Lunares always knew he was different than everyone else around him.

“I didn’t have a particular tag for what was happening, I didn’t want to jump to conclusions,” Lunares said.

During the summer between middle school and freshman year Lunares realized he was transgender.

“Going into freshman year I knew this was me and this is what I need to do to be a happier person.”

Luckily, Lunares didn’t have to deal with having unsupportive friends, family, or school administration.

He came out first to the faculty at school before he ever mentioned anything to his parents. He didn’t tell his parents until four months into freshman year.
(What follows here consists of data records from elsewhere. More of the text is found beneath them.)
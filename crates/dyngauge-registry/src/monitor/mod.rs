//! Monitor model: leaf monitors report one value, composites also expose
//! a dynamic set of children.

mod gauge;
mod store_monitor;

use std::fmt;
use std::sync::Arc;

use dyngauge_core::MonitorId;

pub use gauge::DoubleGauge;
pub use store_monitor::{StatCounter, StatKind, StoreMonitor};

/// Current reading of a monitor.
#[derive(Debug, Clone, Copy, PartialEq)]
pub enum MonitorValue {
    Double(f64),
    Long(u64),
}

impl fmt::Display for MonitorValue {
    fn fmt(&self, f: &mut fmt::Formatter<'_>) -> fmt::Result {
        match self {
            MonitorValue::Double(v) => write!(f, "{v}"),
            MonitorValue::Long(v) => write!(f, "{v}"),
        }
    }
}

pub trait Monitor: Send + Sync + fmt::Debug {
    fn id(&self) -> &MonitorId;
    fn value(&self) -> MonitorValue;
}

pub trait CompositeMonitor: Monitor {
    /// Children at call time.
    fn monitors(&self) -> Vec<Arc<dyn Monitor>>;
}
He was scared at first to tell them, but “once you tell them it should be fine” Lunares said to himself.

His parents reacted really well to the news.

“They’re completely supportive, they love me so much,” said Lunares.

“He’s been on testosterone for a while; and you can tell it in his voice and his physical body. It’s pretty exciting,” said sophomore and friend Malea Biswell.

For students who face parents who are unsupportive they can find help through support groups, therapy, talking to peers and teachers.

People they can reach out to at school consist of Mr. Vokolek, any of the counselors, any principal or Ms. Brennan.

“We have the Oak Park GSA [Gay-Straight Alliance] that they can go to if they need someone to talk to or some place to be and there are some community resources for transgender kids that they can go to” said counselor Kathleen Mahan.

Gay-Straight Alliance meets on Wednesdays after school.

“If they need help talking to parents we can work with them on that or if they are worried their parents won’t accept them,” said Mahan.

Students should seek help from our faculty if they are feeling uncomfortable in their own skin.

“Any one of us can run cover with parents and making those phones calls or them coming in and sitting down together and providing parents with resources,” said Mahan.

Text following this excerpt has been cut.